Speaking of its inevitability, this practice continues to display its bizarre feature. A friend of mine, who supervised the exam in well-reputable international school, told that during the first day of exam he had to go back and forth, oscillating between classes to translate many Indonesian words, unfamiliar to those poor souls. Among nationals who supervised the exam, he was the only one with an adept mastery of English. What is the purpose of giving a Bahasa Indonesia exam to those who even rarely use Indonesian in their day-to-day interactions? Besides, these kids belong to foreign national parents. What is the purpose of making this futile enterprise obligatory to those who even had to ask somebody to translate questions? Asking them to learn Indonesian might be a much more polite gesture than giving them headache of doing test in a language unfamiliar to them!

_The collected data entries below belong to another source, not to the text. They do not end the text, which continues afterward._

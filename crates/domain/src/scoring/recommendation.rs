//! Practice recommendations

use crate::entities::{Recommendation, WordAnalysis};

/// Upper bound on suggested practice words
pub const MAX_PRACTICE_WORDS: usize = 5;

/// Score band that selects the recommendation copy
#[derive(Debug, Clone, Copy, PartialEq, Eq)]
pub enum PracticeTier {
    /// Below 60
    Beginner,
    /// 60 up to 80
    Intermediate,
    /// 80 and above
    Advanced,
}

impl PracticeTier {
    #[must_use]
    pub fn from_score(overall_score: f64) -> Self {
        if overall_score < 60.0 {
            Self::Beginner
        } else if overall_score < 80.0 {
            Self::Intermediate
        } else {
            Self::Advanced
        }
    }

    #[must_use]
    pub const fn focus_areas(&self) -> &'static [&'static str] {
        match self {
            Self::Beginner => &[
                "기본 발음 연습",
                "천천히 말하기 연습",
                "원어민 발음 듣고 따라하기",
            ],
            Self::Intermediate => &["억양과 리듬 개선", "어려운 단어 집중 연습"],
            Self::Advanced => &["자연스러운 회화 속도", "문화적 맥락 이해"],
        }
    }

    #[must_use]
    pub const fn next_steps(&self) -> &'static [&'static str] {
        match self {
            Self::Beginner => &["매일 10분씩 발음 연습하기", "간단한 인사말부터 시작하기"],
            Self::Intermediate => &["실제 대화 상황에서 연습하기", "어려운 단어 반복 연습하기"],
            Self::Advanced => &["현지인과 실제 대화하기", "다양한 상황에서 연습하기"],
        }
    }
}

/// Build recommendations from a word analysis and its overall score
#[must_use]
pub fn recommend(word_analysis: &[WordAnalysis], overall_score: f64) -> Recommendation {
    let tier = PracticeTier::from_score(overall_score);
    let to_owned = |items: &[&str]| -> Vec<String> {
        items.iter().map(ToString::to_string).collect()
    };

    Recommendation {
        focus_areas: to_owned(tier.focus_areas()),
        practice_words: word_analysis
            .iter()
            .filter(|w| w.needs_practice)
            .take(MAX_PRACTICE_WORDS)
            .map(|w| w.word.clone())
            .collect(),
        next_steps: to_owned(tier.next_steps()),
    }
}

And, the story around this highly criticized exam continues to give somebody an unnecessary pain in the ass. Unfortunately, I had to feel such pain. As the tradition goes by, right before the exam, there is always a meeting between the candidate supervisors and some high-rank officer from the regional office of education. Given its regularity, everyone who previously had experience of doing the supervision could predict with certainty the meeting agenda even before that person from education office opens his mouth. True, the meeting I attended was replete with superfluous information. Things mentioned were the same things I heard a year ago. And, well, it was still the package I had two years ago. Amid the rapid change of technology these days, I wondered if the guy who kept his mouth open for more than one hour (one hour and twenty two minutes, to be precise) never thought of the possibility of making a simple infographic on how to do our supervisory duty. Had he thought of that, I should have instead saved my precious time to chat with the headmistress of the host school, a religious nun who happens to be from my beautiful island, Flores. Next time, I will spare some time to ask that sister whether she shares my opinion on the matter.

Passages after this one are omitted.